Records from a data collection
---

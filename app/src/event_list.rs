//! Event collection sync.
//!
//! Keeps the best-known list of events for a set of [`SearchFilters`]:
//!
//! - the list is fetched on mount and whenever the filters change by value,
//!   and every fetch replaces the whole list;
//! - one push subscription to the `events` table lives as long as the view
//!   and merges inserts, updates and deletes into the list, without
//!   re-applying the filters;
//! - fetches carry a sequence number so a slow response can never overwrite
//!   a newer one.

use crate::environment::SyncEnvironment;
use crate::error::SyncError;
use crate::queries::{event_list_query, events_channel};
use crate::types::{Event, SearchFilters, SortBy};
use futures::StreamExt;
use gather_core::effect::{Effect, EffectId};
use gather_core::reducer::Reducer;
use gather_core::remote::{Change, ChangeKind, Table};
use gather_core::{SmallVec, smallvec};
use gather_runtime::store::Store;
use std::time::Duration;
use tokio::sync::broadcast;

/// Id of the push subscription effect
pub const EVENTS_FEED: &str = "events-feed";

/// State of an event list view
#[derive(Clone, Debug, Default, PartialEq, Eq)]
pub struct EventListState {
    /// Filters of the current list (normalized)
    pub filters: SearchFilters,
    /// Best-known events, in display order
    pub events: Vec<Event>,
    /// A fetch is in flight
    pub loading: bool,
    /// Message of the last failure, cleared by the next successful fetch
    pub error: Option<String>,
    /// The push subscription is joined
    pub live: bool,
    /// Sequence number of the most recently issued fetch
    pub fetch_seq: u64,
    /// Between `Mount` and `Unmount`
    pub mounted: bool,
}

/// Inputs of the event list
#[derive(Clone, Debug, PartialEq)]
pub enum EventListAction {
    /// Fetch with `filters` and open the push subscription
    Mount {
        /// Initial filters
        filters: SearchFilters,
    },
    /// Replace the filters; an equal value is ignored
    SetFilters {
        /// New filters
        filters: SearchFilters,
    },
    /// Fetch again with the current filters
    Refetch,
    /// A fetch completed
    Loaded {
        /// Sequence number of the fetch
        seq: u64,
        /// Events in display order, or the failure
        result: Result<Vec<Event>, SyncError>,
    },
    /// The push subscription is joined
    FeedReady,
    /// A change was pushed on the `events` table
    Pushed(Change),
    /// The push subscription could not be opened or broke
    FeedFailed {
        /// What went wrong
        error: String,
    },
    /// Release the push subscription
    Unmount,
}

/// Sort fetched events for display
///
/// Rows arrive in remote order (by date, or newest first). Popularity is a
/// stable sort by descending `rsvp_count`, so ties keep the date order.
pub fn apply_sort(events: &mut [Event], sort_by: SortBy) {
    if sort_by == SortBy::Popularity {
        events.sort_by(|a, b| b.rsvp_count.cmp(&a.rsvp_count));
    }
}

/// Merge one pushed change into `events`
///
/// Returns whether the list changed.
pub fn merge_change(events: &mut Vec<Event>, change: &Change) -> bool {
    if change.table != Table::Events {
        return false;
    }

    match change.kind {
        ChangeKind::Insert => {
            let Some(event) = decode_pushed(change) else {
                return false;
            };
            events.retain(|existing| existing.id != event.id);
            events.insert(0, event);
            true
        },
        ChangeKind::Update => {
            let Some(event) = decode_pushed(change) else {
                return false;
            };
            match events.iter_mut().find(|existing| existing.id == event.id) {
                Some(existing) => {
                    *existing = event;
                    true
                },
                None => false,
            }
        },
        ChangeKind::Delete => {
            let Some(id) = change.id() else {
                return false;
            };
            let before = events.len();
            events.retain(|existing| existing.id != id);
            events.len() != before
        },
    }
}

fn decode_pushed(change: &Change) -> Option<Event> {
    let row = change.record.clone()?;
    match Event::from_row(row) {
        Ok(event) => Some(event),
        Err(e) => {
            tracing::warn!(kind = ?change.kind, error = %e, "Ignoring undecodable event push");
            None
        },
    }
}

/// Reducer of the event list
#[derive(Clone, Debug, Default)]
pub struct EventListReducer;

impl EventListReducer {
    /// Creates a new `EventListReducer`
    #[must_use]
    pub const fn new() -> Self {
        Self
    }

    fn fetch(state: &mut EventListState, env: &SyncEnvironment) -> Effect<EventListAction> {
        state.fetch_seq += 1;
        state.loading = true;

        let seq = state.fetch_seq;
        let filters = state.filters.clone();
        let client = env.client.clone();
        let notices = env.notices.clone();

        tracing::debug!(seq, ?filters, "Fetching events");

        Effect::Future(Box::pin(async move {
            let result = async {
                let rows = client.select(event_list_query(&filters)).await?;
                let mut events = rows
                    .into_iter()
                    .map(Event::from_row)
                    .collect::<Result<Vec<_>, _>>()?;
                apply_sort(&mut events, filters.sort_by);
                Ok::<_, SyncError>(events)
            }
            .await;

            if let Err(e) = &result {
                notices.error(e.to_string());
            }
            Some(EventListAction::Loaded { seq, result })
        }))
    }

    fn subscribe(env: &SyncEnvironment) -> Effect<EventListAction> {
        let client = env.client.clone();

        Effect::Stream(Box::pin(async_stream::stream! {
            match client.subscribe(events_channel()).await {
                Ok(mut subscription) => {
                    yield EventListAction::FeedReady;
                    while let Some(change) = subscription.next().await {
                        yield EventListAction::Pushed(change);
                    }
                    yield EventListAction::FeedFailed {
                        error: "Realtime channel closed".to_string(),
                    };
                },
                Err(e) => {
                    yield EventListAction::FeedFailed { error: e.to_string() };
                },
            }
        }))
        .cancellable(EVENTS_FEED)
    }
}

impl Reducer for EventListReducer {
    type State = EventListState;
    type Action = EventListAction;
    type Environment = SyncEnvironment;

    fn reduce(
        &self,
        state: &mut Self::State,
        action: Self::Action,
        env: &Self::Environment,
    ) -> SmallVec<[Effect<Self::Action>; 4]> {
        match action {
            EventListAction::Mount { filters } => {
                let filters = filters.normalized();
                if state.mounted {
                    if filters == state.filters {
                        return SmallVec::new();
                    }
                    state.filters = filters;
                    return smallvec![Self::fetch(state, env)];
                }

                state.mounted = true;
                state.filters = filters;
                smallvec![
                    Self::fetch(state, env),
                    Effect::Cancel(EffectId::new(EVENTS_FEED)),
                    Self::subscribe(env),
                ]
            },

            EventListAction::SetFilters { filters } => {
                let filters = filters.normalized();
                if filters == state.filters {
                    tracing::debug!("Filters unchanged, not refetching");
                    return SmallVec::new();
                }
                state.filters = filters;
                smallvec![Self::fetch(state, env)]
            },

            EventListAction::Refetch => smallvec![Self::fetch(state, env)],

            EventListAction::Loaded { seq, result } => {
                if seq != state.fetch_seq {
                    tracing::debug!(seq, latest = state.fetch_seq, "Discarding stale event list");
                    return SmallVec::new();
                }
                state.loading = false;
                match result {
                    Ok(events) => {
                        tracing::debug!(count = events.len(), "Event list loaded");
                        state.events = events;
                        state.error = None;
                    },
                    Err(e) => state.error = Some(e.to_string()),
                }
                SmallVec::new()
            },

            EventListAction::FeedReady => {
                tracing::debug!("Events feed joined");
                state.live = true;
                SmallVec::new()
            },

            EventListAction::Pushed(change) => {
                if merge_change(&mut state.events, &change) {
                    tracing::debug!(kind = ?change.kind, id = ?change.id(), "Merged event push");
                }
                SmallVec::new()
            },

            EventListAction::FeedFailed { error } => {
                tracing::warn!(%error, "Events feed unavailable");
                state.live = false;
                SmallVec::new()
            },

            EventListAction::Unmount => {
                state.mounted = false;
                state.live = false;
                smallvec![Effect::Cancel(EffectId::new(EVENTS_FEED))]
            },
        }
    }
}

type EventListStore = Store<EventListState, EventListAction, SyncEnvironment, EventListReducer>;

/// A mounted event list
///
/// Dropping the view releases its push subscription.
pub struct EventListView {
    store: EventListStore,
}

impl EventListView {
    /// Mount a list and wait for its first fetch
    ///
    /// # Errors
    ///
    /// Returns [`SyncError::Unavailable`] if the store rejects the action.
    /// Fetch failures are reported in the state, not here.
    pub async fn mount(env: SyncEnvironment, filters: SearchFilters) -> Result<Self, SyncError> {
        let store = Store::with_broadcast_capacity(
            EventListState::default(),
            EventListReducer::new(),
            env,
            64,
        );
        let mut handle = store.send(EventListAction::Mount { filters }).await?;
        handle.wait().await;
        Ok(Self { store })
    }

    /// Change the filters and wait for the resulting fetch
    ///
    /// # Errors
    ///
    /// Returns [`SyncError::Unavailable`] if the store rejects the action.
    pub async fn set_filters(&self, filters: SearchFilters) -> Result<(), SyncError> {
        let mut handle = self.store.send(EventListAction::SetFilters { filters }).await?;
        handle.wait().await;
        Ok(())
    }

    /// Fetch again and wait for the result
    ///
    /// # Errors
    ///
    /// Returns [`SyncError::Unavailable`] if the store rejects the action.
    pub async fn refetch(&self) -> Result<(), SyncError> {
        let mut handle = self.store.send(EventListAction::Refetch).await?;
        handle.wait().await;
        Ok(())
    }

    /// Current state
    pub async fn snapshot(&self) -> EventListState {
        self.store.state(Clone::clone).await
    }

    /// Current events
    pub async fn events(&self) -> Vec<Event> {
        self.store.state(|s| s.events.clone()).await
    }

    /// Every action produced by the view's effects, after it is reduced
    #[must_use]
    pub fn updates(&self) -> broadcast::Receiver<EventListAction> {
        self.store.subscribe_actions()
    }

    /// Wait until the push subscription is joined
    ///
    /// # Errors
    ///
    /// Returns [`SyncError::Remote`] if the subscription failed and
    /// [`SyncError::Unavailable`] on timeout.
    pub async fn wait_live(&self, timeout: Duration) -> Result<(), SyncError> {
        let mut updates = self.store.subscribe_actions();
        if self.store.state(|s| s.live).await {
            return Ok(());
        }

        tokio::time::timeout(timeout, async {
            loop {
                match updates.recv().await {
                    Ok(EventListAction::FeedReady) => return Ok(()),
                    Ok(EventListAction::FeedFailed { error }) => return Err(SyncError::Remote(error)),
                    Ok(_) | Err(broadcast::error::RecvError::Lagged(_)) => {},
                    Err(broadcast::error::RecvError::Closed) => {
                        return Err(SyncError::Unavailable("Event list closed".to_string()));
                    },
                }
            }
        })
        .await
        .map_err(|_| SyncError::Unavailable("Timed out joining the events feed".to_string()))?
    }

    /// Release the push subscription
    ///
    /// # Errors
    ///
    /// Returns [`SyncError::Unavailable`] if the store rejects the action.
    pub async fn unmount(&self) -> Result<(), SyncError> {
        self.store.send(EventListAction::Unmount).await?;
        Ok(())
    }
}

impl Drop for EventListView {
    fn drop(&mut self) {
        self.store.cancel_all();
    }
}

impl std::fmt::Debug for EventListView {
    fn fmt(&self, f: &mut std::fmt::Formatter<'_>) -> std::fmt::Result {
        f.debug_struct("EventListView").finish_non_exhaustive()
    }
}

---

# WHAT YOU HAVE TO DO:
Return exactly, and only, the lines above starting at the line that contains "let row = change.record.clone()?;" and ending at the line that contains "Reducer of the event list".

# RESPONSE AREA:
    let row = change.record.clone()?;
    match Event::from_row(row) {
        Ok(event) => Some(event),
        Err(e) => {
            tracing::warn!(kind = ?change.kind, error = %e, "Ignoring undecodable event push");
            None
        },
    }
}

/// Reducer of the event list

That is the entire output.